Algorithm architecture: The defect classification algorithm would be locked after training for initial deployment — a YOLOv8/v11 model trained on annotated pipe inspection datasets, validated against utility ground truth, and deployed as a fixed inference model on the robot's edge compute hardware. Over-the-air model updates would follow a staged validation process: new model trained on expanded dataset, validated against a hold-out test set of utility-verified defects, A/B tested against the production model on non-critical inspection runs, and deployed only after statistical equivalence or superiority is demonstrated. This staged update process is analogous to the FDA's Predetermined Change Control Plan (PCCP) framework for adaptive medical device algorithms, adapted for the infrastructure inspection context where the "regulatory" authority is the utility's quality assurance program rather than the FDA.

9. Team Requirements

Deploying autonomous in-pipe inspection technology from research prototype to utility-scale commercial product requires three capability domains operating in parallel:

Sensor fusion and AI engineering. Expertise in deep learning for multi-class defect detection (YOLO architectures, transformer-based classifiers), signal processing for acoustic and ultrasonic data in cylindrical waveguide geometries, reinforcement learning for autonomous navigation in topologically complex pipe networks, and sensor fusion frameworks that combine heterogeneous data streams (visual, acoustic, ultrasonic, pressure) into unified condition assessments. The technical challenge is achieving reliable defect classification in the degraded sensing conditions of turbid, pressurized water — requiring both computer vision depth and understanding of the physics of acoustic propagation in fluid-filled pipes.

Fluid dynamics, sensor physics, and experimental design. Expertise in fluid mechanics (pipe flow, turbulence, pressure gradients), acoustic wave propagation in liquid-filled elastic pipes, ultrasonic non-destructive evaluation (NDE), and experimental design for field validation in operational utility networks. The critical skill is translating between what the sensor measures and what it means for pipe condition — preventing false positives from benign features (valve turbulence, service connection flow patterns) and false negatives from debris-obscured defects.

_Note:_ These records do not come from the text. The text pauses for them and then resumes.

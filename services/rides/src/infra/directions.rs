use std::sync::Arc;
use std::time::Duration;

use serde::Deserialize;
use tracing::debug;

use aeroride_domain::geo::Coordinates;

use crate::domain::repository::{RouteError, RoutePort};
use crate::domain::types::RouteEstimate;

#[derive(Debug, Deserialize)]
struct DirectionsResponse {
    #[serde(default)]
    routes: Vec<DirectionsRoute>,
}

#[derive(Debug, Deserialize)]
struct DirectionsRoute {
    #[serde(default)]
    legs: Vec<DirectionsLeg>,
}

#[derive(Debug, Deserialize)]
struct DirectionsLeg {
    distance: LegValue,
    duration: LegValue,
}

#[derive(Debug, Deserialize)]
struct LegValue {
    value: f64,
}

/// Road routes from the Google Directions API. Without an API key every
/// call reports [`RouteError::NotConfigured`].
#[derive(Clone)]
pub struct GoogleDirections {
    client: reqwest::Client,
    base_url: Arc<str>,
    api_key: Option<Arc<str>>,
}

impl GoogleDirections {
    pub fn new(
        base_url: &str,
        api_key: Option<&str>,
        timeout: Duration,
    ) -> Result<Self, reqwest::Error> {
        let client = reqwest::Client::builder().timeout(timeout).build()?;
        Ok(Self {
            client,
            base_url: base_url.trim_end_matches('/').into(),
            api_key: api_key.filter(|k| !k.is_empty()).map(Into::into),
        })
    }

    fn url(&self, from: &Coordinates, to: &Coordinates, key: &str) -> String {
        format!(
            "{}/maps/api/directions/json?origin={},{}&destination={},{}&key={}",
            self.base_url, from.latitude, from.longitude, to.latitude, to.longitude, key
        )
    }
}

/// First leg of the first route, if any.
fn first_leg(response: DirectionsResponse) -> Result<RouteEstimate, RouteError> {
    let leg = response
        .routes
        .into_iter()
        .next()
        .and_then(|route| route.legs.into_iter().next())
        .ok_or(RouteError::NoRoute)?;
    Ok(RouteEstimate::from_leg(leg.distance.value, leg.duration.value))
}

impl RoutePort for GoogleDirections {
    async fn route(
        &self,
        from: &Coordinates,
        to: &Coordinates,
    ) -> Result<RouteEstimate, RouteError> {
        let key = self.api_key.as_deref().ok_or(RouteError::NotConfigured)?;

        let response = self
            .client
            .get(self.url(from, to, key))
            .send()
            .await
            .map_err(|e| RouteError::Unavailable(e.to_string()))?;

        let status = response.status();
        if !status.is_success() {
            return Err(RouteError::Unavailable(format!("directions returned {status}")));
        }

        let body: DirectionsResponse = response
            .json()
            .await
            .map_err(|e| RouteError::Unavailable(e.to_string()))?;
        debug!(routes = body.routes.len(), "directions response");
        first_leg(body)
    }
}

Manufacturing engineering and production scaling. Expertise in Design for Manufacturability (DFM), miniature electromechanical assembly, quality systems (ISO 9001), waterproofing and pressure-rated enclosure design, and production scaling from prototype to hundreds of units. Research prototypes are hand-assembled by graduate students from custom-machined components. A commercial product requires injection-molded housings, standardized connectors, automated test procedures, and supply chain management for specialized components (miniature propellers, pressure-rated camera modules, acoustic transducers). This capability is absent from every research group in the field — academic labs do not employ manufacturing engineers, and the robotics companies in adjacent markets (sewer CCTV) manufacture tethered systems with fundamentally different form factors.

The combination of these three domains — sensor fusion AI, physical science and field engineering, and DFM-driven manufacturing — operating in parallel from project inception is what separates a deployable product from an incremental research publication. The manufacturing function in particular must begin at project start, not after the prototype is "finished," to ensure that design decisions made during development are compatible with serial production, quality control, and field serviceability.